Directions for this task: Set down the entries once more, exactly as given.

Given information:
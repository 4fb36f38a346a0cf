//! Factory reset of the persisted state.

use std::io::Write;

use anyhow::{Context, Result};

use voko_core::repository::StateRepository;
use voko_infrastructure::{JsonStateStore, VokoPaths};

pub async fn execute(yes: bool) -> Result<()> {
    if !yes && !confirm()? {
        println!("Aborted.");
        return Ok(());
    }

    let paths = VokoPaths::default_location().context("Could not locate the data directory")?;
    let store = JsonStateStore::new(paths.state_file());
    store
        .clear()
        .await
        .context("Failed to erase the saved state")?;

    println!("All saved state erased.");
    Ok(())
}

fn confirm() -> Result<bool> {
    print!("Erase the current draft, session history, and accumulated context? [y/N] ");
    std::io::stdout().flush().context("Failed to flush stdout")?;

    let mut answer = String::new();
    std::io::stdin()
        .read_line(&mut answer)
        .context("Failed to read the answer")?;
    Ok(matches!(answer.trim(), "y" | "Y" | "yes"))
}
//! Voko interaction: the boundary with the hosted conversational platform.
//!
//! Contains the WebSocket wire protocol, the signed-URL bootstrap client,
//! the live connection, and the scenario-specific conversation overrides.

pub mod bootstrap;
pub mod connection;
pub mod overrides;
pub mod wire;

pub use bootstrap::{BootstrapClient, SessionBootstrap};
pub use connection::{AgentConnection, WsConnection};
pub use overrides::{AgentOverrides, ConversationOverrides, PromptOverride, build_overrides};
pub use wire::{ClientEvent, ServerEvent, ToolCall};
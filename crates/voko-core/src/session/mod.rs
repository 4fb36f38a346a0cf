//! Session domain: view-model types, the live draft, transcript and events.

pub mod draft;
pub mod event;
pub mod model;
pub mod transcript;

pub use draft::SessionDraft;
pub use event::{ConnectionStatus, UiEvent};
pub use model::{
    ChatMessage, CompletedSession, Impact, Initiative, KeyResult, Kpi, Okr, Output, Role,
    SectionStatus, TodoItem, WorkspaceSection, newly_completed,
};
pub use transcript::Transcript;
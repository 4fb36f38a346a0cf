//! File-backed implementation of the persisted-state slot.

use std::path::PathBuf;

use async_trait::async_trait;
use tracing::{debug, warn};

use voko_core::error::{Result, VokoError};
use voko_core::persisted::{PersistedState, SCHEMA_VERSION};
use voko_core::repository::StateRepository;

use crate::paths::VokoPaths;

/// Stores the whole `PersistedState` as one pretty-printed JSON file.
///
/// Loads are version-gated: a stored blob whose `version` field does not
/// exactly equal [`SCHEMA_VERSION`] is discarded wholesale and reported as
/// absent. There is no field-by-field migration across versions.
pub struct JsonStateStore {
    path: PathBuf,
}

impl JsonStateStore {
    /// Creates a store writing to an explicit file path.
    pub fn new(path: impl Into<PathBuf>) -> Self {
        Self { path: path.into() }
    }

    /// Creates a store at the location `paths` resolves, making sure the
    /// parent directory exists.
    pub fn from_paths(paths: &VokoPaths) -> Result<Self> {
        paths.ensure_base_dir()?;
        Ok(Self::new(paths.state_file()))
    }
}

#[async_trait]
impl StateRepository for JsonStateStore {
    async fn load(&self) -> Result<Option<PersistedState>> {
        let raw = match tokio::fs::read_to_string(&self.path).await {
            Ok(raw) => raw,
            Err(err) if err.kind() == std::io::ErrorKind::NotFound => return Ok(None),
            Err(err) => {
                return Err(VokoError::storage(format!(
                    "Failed to read state file {:?}: {err}",
                    self.path
                )));
            }
        };

        // Check the version tag before committing to the full schema, so a
        // blob from another release is rejected rather than half-parsed.
        let value: serde_json::Value = match serde_json::from_str(&raw) {
            Ok(value) => value,
            Err(err) => {
                warn!("Discarding unparseable state file: {err}");
                return Ok(None);
            }
        };

        match value.get("version").and_then(serde_json::Value::as_u64) {
            Some(version) if version == u64::from(SCHEMA_VERSION) => {}
            other => {
                warn!(
                    "Discarding state with schema version {:?} (expected {})",
                    other, SCHEMA_VERSION
                );
                return Ok(None);
            }
        }

        match serde_json::from_value::<PersistedState>(value) {
            Ok(state) => Ok(Some(state)),
            Err(err) => {
                warn!("Discarding state that failed to deserialize: {err}");
                Ok(None)
            }
        }
    }

    async fn save(&self, state: &PersistedState) -> Result<()> {
        let json = serde_json::to_string_pretty(state)?;
        tokio::fs::write(&self.path, json).await.map_err(|err| {
            VokoError::storage(format!(
                "Failed to write state file {:?}: {err}",
                self.path
            ))
        })?;
        debug!("Persisted state to {:?}", self.path);
        Ok(())
    }

    async fn clear(&self) -> Result<()> {
        match tokio::fs::remove_file(&self.path).await {
            Ok(()) => Ok(()),
            Err(err) if err.kind() == std::io::ErrorKind::NotFound => Ok(()),
            Err(err) => Err(VokoError::storage(format!(
                "Failed to delete state file {:?}: {err}",
                self.path
            ))),
        }
    }
}
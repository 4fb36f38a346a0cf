//! Error types for the Voko application.

use serde::{Deserialize, Serialize};
use thiserror::Error;

/// A shared error type for the entire Voko application.
///
/// This provides typed, structured error variants with automatic conversion
/// from common error types via the `From` trait.
#[derive(Error, Debug, Clone, Serialize, Deserialize)]
pub enum VokoError {
    /// IO error (file system operations)
    #[error("IO error: {message}")]
    Io { message: String },

    /// Serialization/deserialization error
    #[error("Serialization error: {format} - {message}")]
    Serialization {
        format: String, // "TOML", "JSON", etc.
        message: String,
    },

    /// Configuration error
    #[error("Configuration error: {0}")]
    Config(String),

    /// Session-bootstrap (signed URL / agent prompt fetch) error
    #[error("Bootstrap error: {0}")]
    Bootstrap(String),

    /// Live connection error
    #[error("Connection error: {0}")]
    Connection(String),

    /// Persistent storage error
    #[error("Storage error: {0}")]
    Storage(String),

    /// Internal error (should not happen in normal operation)
    #[error("Internal error: {0}")]
    Internal(String),
}

impl VokoError {
    /// Creates an IO error
    pub fn io(message: impl Into<String>) -> Self {
        Self::Io {
            message: message.into(),
        }
    }

    /// Creates a Config error
    pub fn config(message: impl Into<String>) -> Self {
        Self::Config(message.into())
    }

    /// Creates a Bootstrap error
    pub fn bootstrap(message: impl Into<String>) -> Self {
        Self::Bootstrap(message.into())
    }

    /// Creates a Connection error
    pub fn connection(message: impl Into<String>) -> Self {
        Self::Connection(message.into())
    }

    /// Creates a Storage error
    pub fn storage(message: impl Into<String>) -> Self {
        Self::Storage(message.into())
    }

    /// Creates an Internal error
    pub fn internal(message: impl Into<String>) -> Self {
        Self::Internal(message.into())
    }

    /// Check if this is a connection error
    pub fn is_connection(&self) -> bool {
        matches!(self, Self::Connection(_))
    }
}

impl From<std::io::Error> for VokoError {
    fn from(err: std::io::Error) -> Self {
        Self::Io {
            message: err.to_string(),
        }
    }
}

impl From<serde_json::Error> for VokoError {
    fn from(err: serde_json::Error) -> Self {
        Self::Serialization {
            format: "JSON".to_string(),
            message: err.to_string(),
        }
    }
}

/// Convenient result alias used throughout the workspace.
pub type Result<T> = std::result::Result<T, VokoError>;
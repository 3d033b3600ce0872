use uuid::Uuid;

use crate::STUB_UUID;

#[derive(Clone, Copy, Debug, Eq, Hash, PartialEq, serde::Deserialize, serde::Serialize)]
pub struct AuthToken(pub Uuid);

impl AuthToken {
    pub fn stub() -> AuthToken {
        AuthToken(STUB_UUID)
    }
}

Exercise solution:
repository 4fb36f38a346a0cf
//! Factory reset of the persisted state.

use std::io::Write;

use anyhow::{Context, Result};

use voko_core::repository::StateRepository;
use voko_infrastructure::{JsonStateStore, VokoPaths};

pub async fn execute(yes: bool) -> Result<()> {
    if !yes && !confirm()? {
        println!("Aborted.");
        return Ok(());
    }

    let paths = VokoPaths::default_location().context("Could not locate the data directory")?;
    let store = JsonStateStore::new(paths.state_file());
    store
        .clear()
        .await
        .context("Failed to erase the saved state")?;

    println!("All saved state erased.");
    Ok(())
}

fn confirm() -> Result<bool> {
    print!("Erase the current draft, session history, and accumulated context? [y/N] ");
    std::io::stdout().flush().context("Failed to flush stdout")?;

    let mut answer = String::new();
    std::io::stdin()
        .read_line(&mut answer)
        .context("Failed to read the answer")?;
    Ok(matches!(answer.trim(), "y" | "Y" | "yes"))
}
//! Voko interaction: the boundary with the hosted conversational platform.
//!
//! Contains the WebSocket wire protocol, the signed-URL bootstrap client,
//! the live connection, and the scenario-specific conversation overrides.

pub mod bootstrap;
pub mod connection;
pub mod overrides;
pub mod wire;

pub use bootstrap::{BootstrapClient, SessionBootstrap};
pub use connection::{AgentConnection, WsConnection};
pub use overrides::{AgentOverrides, ConversationOverrides, PromptOverride, build_overrides};
pub use wire::{ClientEvent, ServerEvent, ToolCall};
filename crates/voko-core/src/session/mod.rs
repository 4fb36f38a346a0cf
//! Session domain: view-model types, the live draft, transcript and events.

pub mod draft;
pub mod event;
pub mod model;
pub mod transcript;

pub use draft::SessionDraft;
pub use event::{ConnectionStatus, UiEvent};
pub use model::{
    ChatMessage, CompletedSession, Impact, Initiative, KeyResult, Kpi, Okr, Output, Role,
    SectionStatus, TodoItem, WorkspaceSection, newly_completed,
};
pub use transcript::Transcript;
repository 4fb36f38a346a0cf
//! File-backed implementation of the persisted-state slot.

use std::path::PathBuf;

use async_trait::async_trait;
use tracing::{debug, warn};

use voko_core::error::{Result, VokoError};
use voko_core::persisted::{PersistedState, SCHEMA_VERSION};
use voko_core::repository::StateRepository;

use crate::paths::VokoPaths;

/// Stores the whole `PersistedState` as one pretty-printed JSON file.
///
/// Loads are version-gated: a stored blob whose `version` field does not
/// exactly equal [`SCHEMA_VERSION`] is discarded wholesale and reported as
/// absent. There is no field-by-field migration across versions.
pub struct JsonStateStore {
    path: PathBuf,
}

impl JsonStateStore {
    /// Creates a store writing to an explicit file path.
    pub fn new(path: impl Into<PathBuf>) -> Self {
        Self { path: path.into() }
    }

    /// Creates a store at the location `paths` resolves, making sure the
    /// parent directory exists.
    pub fn from_paths(paths: &VokoPaths) -> Result<Self> {
        paths.ensure_base_dir()?;
        Ok(Self::new(paths.state_file()))
    }
}

#[async_trait]
impl StateRepository for JsonStateStore {
    async fn load(&self) -> Result<Option<PersistedState>> {
        let raw = match tokio::fs::read_to_string(&self.path).await {
            Ok(raw) => raw,
            Err(err) if err.kind() == std::io::ErrorKind::NotFound => return Ok(None),
            Err(err) => {
                return Err(VokoError::storage(format!(
                    "Failed to read state file {:?}: {err}",
                    self.path
                )));
            }
        };

        // Check the version tag before committing to the full schema, so a
        // blob from another release is rejected rather than half-parsed.
        let value: serde_json::Value = match serde_json::from_str(&raw) {
            Ok(value) => value,
            Err(err) => {
                warn!("Discarding unparseable state file: {err}");
                return Ok(None);
            }
        };

        match value.get("version").and_then(serde_json::Value::as_u64) {
            Some(version) if version == u64::from(SCHEMA_VERSION) => {}
            other => {
                warn!(
                    "Discarding state with schema version {:?} (expected {})",
                    other, SCHEMA_VERSION
                );
                return Ok(None);
            }
        }

        match serde_json::from_value::<PersistedState>(value) {
            Ok(state) => Ok(Some(state)),
            Err(err) => {
                warn!("Discarding state that failed to deserialize: {err}");
                Ok(None)
            }
        }
    }

    async fn save(&self, state: &PersistedState) -> Result<()> {
        let json = serde_json::to_string_pretty(state)?;
        tokio::fs::write(&self.path, json).await.map_err(|err| {
            VokoError::storage(format!(
                "Failed to write state file {:?}: {err}",
                self.path
            ))
        })?;
        debug!("Persisted state to {:?}", self.path);
        Ok(())
    }

    async fn clear(&self) -> Result<()> {
        match tokio::fs::remove_file(&self.path).await {
            Ok(()) => Ok(()),
            Err(err) if err.kind() == std::io::ErrorKind::NotFound => Ok(()),
            Err(err) => Err(VokoError::storage(format!(
                "Failed to delete state file {:?}: {err}",
                self.path
            ))),
        }
    }
}
repository 4fb36f38a346a0cf
//! Error types for the Voko application.

use serde::{Deserialize, Serialize};
use thiserror::Error;

/// A shared error type for the entire Voko application.
///
/// This provides typed, structured error variants with automatic conversion
/// from common error types via the `From` trait.
#[derive(Error, Debug, Clone, Serialize, Deserialize)]
pub enum VokoError {
    /// IO error (file system operations)
    #[error("IO error: {message}")]
    Io { message: String },

    /// Serialization/deserialization error
    #[error("Serialization error: {format} - {message}")]
    Serialization {
        format: String, // "TOML", "JSON", etc.
        message: String,
    },

    /// Configuration error
    #[error("Configuration error: {0}")]
    Config(String),

    /// Session-bootstrap (signed URL / agent prompt fetch) error
    #[error("Bootstrap error: {0}")]
    Bootstrap(String),

    /// Live connection error
    #[error("Connection error: {0}")]
    Connection(String),

    /// Persistent storage error
    #[error("Storage error: {0}")]
    Storage(String),

    /// Internal error (should not happen in normal operation)
    #[error("Internal error: {0}")]
    Internal(String),
}

impl VokoError {
    /// Creates an IO error
    pub fn io(message: impl Into<String>) -> Self {
        Self::Io {
            message: message.into(),
        }
    }

    /// Creates a Config error
    pub fn config(message: impl Into<String>) -> Self {
        Self::Config(message.into())
    }

    /// Creates a Bootstrap error
    pub fn bootstrap(message: impl Into<String>) -> Self {
        Self::Bootstrap(message.into())
    }

    /// Creates a Connection error
    pub fn connection(message: impl Into<String>) -> Self {
        Self::Connection(message.into())
    }

    /// Creates a Storage error
    pub fn storage(message: impl Into<String>) -> Self {
        Self::Storage(message.into())
    }

    /// Creates an Internal error
    pub fn internal(message: impl Into<String>) -> Self {
        Self::Internal(message.into())
    }

    /// Check if this is a connection error
    pub fn is_connection(&self) -> bool {
        matches!(self, Self::Connection(_))
    }
}

impl From<std::io::Error> for VokoError {
    fn from(err: std::io::Error) -> Self {
        Self::Io {
            message: err.to_string(),
        }
    }
}

impl From<serde_json::Error> for VokoError {
    fn from(err: serde_json::Error) -> Self {
        Self::Serialization {
            format: "JSON".to_string(),
            message: err.to_string(),
        }
    }
}

/// Convenient result alias used throughout the workspace.
pub type Result<T> = std::result::Result<T, VokoError>;
repository 3d033b3600ce0872
use uuid::Uuid;

use crate::STUB_UUID;

#[derive(Clone, Copy, Debug, Eq, Hash, PartialEq, serde::Deserialize, serde::Serialize)]
pub struct AuthToken(pub Uuid);

impl AuthToken {
    pub fn stub() -> AuthToken {
        AuthToken(STUB_UUID)
    }
}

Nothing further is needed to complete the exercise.